Your assignment — All entries must be given again exactly as written.
· · · ·
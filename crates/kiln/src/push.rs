//! Applying a push plan to a database.
//!
//! Steps run in plan order, each through [`DdlExecutor::apply`]. The first
//! failing step stops the push: steps before it stay applied, steps after
//! it are skipped, and the [`PushReport`] says which is which.

use crate::solver::{PushPlan, StepPhase};
use crate::traced::ConnectionExt;
use std::fmt;
use std::future::Future;

/// A statement the database refused.
#[derive(Debug, Clone, PartialEq, Eq)]
pub struct ApplyError {
    /// The statement that failed.
    pub statement: String,
    /// The database's explanation.
    pub message: String,
}

impl ApplyError {
    pub fn new(statement: impl Into<String>, message: impl Into<String>) -> Self {
        Self {
            statement: statement.into(),
            message: message.into(),
        }
    }

    fn from_postgres(statement: &str, err: &tokio_postgres::Error) -> Self {
        let message = err
            .as_db_error()
            .map(|db| db.message().to_string())
            .unwrap_or_else(|| err.to_string());
        Self::new(statement, message)
    }
}

impl fmt::Display for ApplyError {
    fn fmt(&self, f: &mut fmt::Formatter<'_>) -> fmt::Result {
        write!(f, "{} (while running `{}`)", self.message, self.statement)
    }
}

impl std::error::Error for ApplyError {}

/// Runs the statements of one push step.
///
/// Implementations must apply a step atomically: either every statement
/// takes effect or none does.
pub trait DdlExecutor {
    fn apply(
        &mut self,
        table: &str,
        statements: &[String],
    ) -> impl Future<Output = Result<(), ApplyError>> + Send;
}

/// Applies each step in its own PostgreSQL transaction.
pub struct PostgresExecutor<'c> {
    client: &'c mut tokio_postgres::Client,
}

impl<'c> PostgresExecutor<'c> {
    pub fn new(client: &'c mut tokio_postgres::Client) -> Self {
        Self { client }
    }
}

impl DdlExecutor for PostgresExecutor<'_> {
    async fn apply(&mut self, table: &str, statements: &[String]) -> Result<(), ApplyError> {
        let tx = self
            .client
            .transaction()
            .await
            .map_err(|e| ApplyError::from_postgres("BEGIN", &e))?;

        for statement in statements {
            // dropping `tx` on error rolls the step back
            tx.traced()
                .execute(statement, &[])
                .await
                .map_err(|e| ApplyError::from_postgres(statement, &e))?;
        }

        tx.commit()
            .await
            .map_err(|e| ApplyError::from_postgres("COMMIT", &e))?;
        tracing::debug!(%table, statements = statements.len(), "committed");
        Ok(())
    }
}

/// What happened to a step.
#[derive(Debug, Clone, PartialEq, Eq)]
pub enum StepStatus {
    Applied { statements: usize },
    Failed(ApplyError),
    /// Not attempted because an earlier step failed.
    Skipped,
}

#[derive(Debug, Clone, PartialEq, Eq)]
pub struct StepReport {
    pub table: String,
    pub phase: StepPhase,
    pub status: StepStatus,
}

/// Outcome of a push, one entry per planned step.
#[derive(Debug, Clone, Default, PartialEq, Eq)]
pub struct PushReport {
    pub steps: Vec<StepReport>,
}

impl PushReport {
    pub fn applied(&self) -> impl Iterator<Item = &StepReport> {
        self.steps
            .iter()
            .filter(|s| matches!(s.status, StepStatus::Applied { .. }))
    }

    /// The failed step, if any.
    pub fn failed(&self) -> Option<(&StepReport, &ApplyError)> {
        self.steps.iter().find_map(|s| match &s.status {
            StepStatus::Failed(err) => Some((s, err)),
            _ => None,
        })
    }

    pub fn skipped(&self) -> impl Iterator<Item = &StepReport> {
        self.steps
            .iter()
            .filter(|s| matches!(s.status, StepStatus::Skipped))
    }

    pub fn is_success(&self) -> bool {
        self.failed().is_none()
    }
}

/// Apply `plan` step by step, stopping at the first failure.
pub async fn apply_plan<E: DdlExecutor>(plan: &PushPlan, executor: &mut E) -> PushReport {
    let mut report = PushReport::default();
    let mut failed = false;

    for step in &plan.steps {
        let status = if failed {
            StepStatus::Skipped
        } else {
            let statements = step.statements();
            tracing::info!(
                table = %step.table,
                phase = %step.phase,
                statements = statements.len(),
                "applying"
            );
            match executor.apply(&step.table, &statements).await {
                Ok(()) => StepStatus::Applied {
                    statements: statements.len(),
                },
                Err(err) => {
                    tracing::error!(
                        table = %step.table,
                        statement = %err.statement,
                        error = %err.message,
                        "step failed, skipping the rest"
                    );
                    failed = true;
                    StepStatus::Failed(err)
                }
            }
        };

        report.steps.push(StepReport {
            table: step.table.clone(),
            phase: step.phase,
            status,
        });
    }

    report
}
· · · ·
Completed task —
filename crates/kiln/src/push.rs
//! Applying a push plan to a database.
//!
//! Steps run in plan order, each through [`DdlExecutor::apply`]. The first
//! failing step stops the push: steps before it stay applied, steps after
//! it are skipped, and the [`PushReport`] says which is which.

use crate::solver::{PushPlan, StepPhase};
use crate::traced::ConnectionExt;
use std::fmt;
use std::future::Future;

/// A statement the database refused.
#[derive(Debug, Clone, PartialEq, Eq)]
pub struct ApplyError {
    /// The statement that failed.
    pub statement: String,
    /// The database's explanation.
    pub message: String,
}

impl ApplyError {
    pub fn new(statement: impl Into<String>, message: impl Into<String>) -> Self {
        Self {
            statement: statement.into(),
            message: message.into(),
        }
    }

    fn from_postgres(statement: &str, err: &tokio_postgres::Error) -> Self {
        let message = err
            .as_db_error()
            .map(|db| db.message().to_string())
            .unwrap_or_else(|| err.to_string());
        Self::new(statement, message)
    }
}

impl fmt::Display for ApplyError {
    fn fmt(&self, f: &mut fmt::Formatter<'_>) -> fmt::Result {
        write!(f, "{} (while running `{}`)", self.message, self.statement)
    }
}

impl std::error::Error for ApplyError {}

/// Runs the statements of one push step.
///
/// Implementations must apply a step atomically: either every statement
/// takes effect or none does.
pub trait DdlExecutor {
    fn apply(
        &mut self,
        table: &str,
        statements: &[String],
    ) -> impl Future<Output = Result<(), ApplyError>> + Send;
}

/// Applies each step in its own PostgreSQL transaction.
pub struct PostgresExecutor<'c> {
    client: &'c mut tokio_postgres::Client,
}

impl<'c> PostgresExecutor<'c> {
    pub fn new(client: &'c mut tokio_postgres::Client) -> Self {
        Self { client }
    }
}

impl DdlExecutor for PostgresExecutor<'_> {
    async fn apply(&mut self, table: &str, statements: &[String]) -> Result<(), ApplyError> {
        let tx = self
            .client
            .transaction()
            .await
            .map_err(|e| ApplyError::from_postgres("BEGIN", &e))?;

        for statement in statements {
            // dropping `tx` on error rolls the step back
            tx.traced()
                .execute(statement, &[])
                .await
                .map_err(|e| ApplyError::from_postgres(statement, &e))?;
        }

        tx.commit()
            .await
            .map_err(|e| ApplyError::from_postgres("COMMIT", &e))?;
        tracing::debug!(%table, statements = statements.len(), "committed");
        Ok(())
    }
}

/// What happened to a step.
#[derive(Debug, Clone, PartialEq, Eq)]
pub enum StepStatus {
    Applied { statements: usize },
    Failed(ApplyError),
    /// Not attempted because an earlier step failed.
    Skipped,
}

#[derive(Debug, Clone, PartialEq, Eq)]
pub struct StepReport {
    pub table: String,
    pub phase: StepPhase,
    pub status: StepStatus,
}

/// Outcome of a push, one entry per planned step.
#[derive(Debug, Clone, Default, PartialEq, Eq)]
pub struct PushReport {
    pub steps: Vec<StepReport>,
}

impl PushReport {
    pub fn applied(&self) -> impl Iterator<Item = &StepReport> {
        self.steps
            .iter()
            .filter(|s| matches!(s.status, StepStatus::Applied { .. }))
    }

    /// The failed step, if any.
    pub fn failed(&self) -> Option<(&StepReport, &ApplyError)> {
        self.steps.iter().find_map(|s| match &s.status {
            StepStatus::Failed(err) => Some((s, err)),
            _ => None,
        })
    }

    pub fn skipped(&self) -> impl Iterator<Item = &StepReport> {
        self.steps
            .iter()
            .filter(|s| matches!(s.status, StepStatus::Skipped))
    }

    pub fn is_success(&self) -> bool {
        self.failed().is_none()
    }
}

/// Apply `plan` step by step, stopping at the first failure.
pub async fn apply_plan<E: DdlExecutor>(plan: &PushPlan, executor: &mut E) -> PushReport {
    let mut report = PushReport::default();
    let mut failed = false;

    for step in &plan.steps {
        let status = if failed {
            StepStatus::Skipped
        } else {
            let statements = step.statements();
            tracing::info!(
                table = %step.table,
                phase = %step.phase,
                statements = statements.len(),
                "applying"
            );
            match executor.apply(&step.table, &statements).await {
                Ok(()) => StepStatus::Applied {
                    statements: statements.len(),
                },
                Err(err) => {
                    tracing::error!(
                        table = %step.table,
                        statement = %err.statement,
                        error = %err.message,
                        "step failed, skipping the rest"
                    );
                    failed = true;
                    StepStatus::Failed(err)
                }
            }
        };

        report.steps.push(StepReport {
            table: step.table.clone(),
            phase: step.phase,
            status,
        });
    }

    report
}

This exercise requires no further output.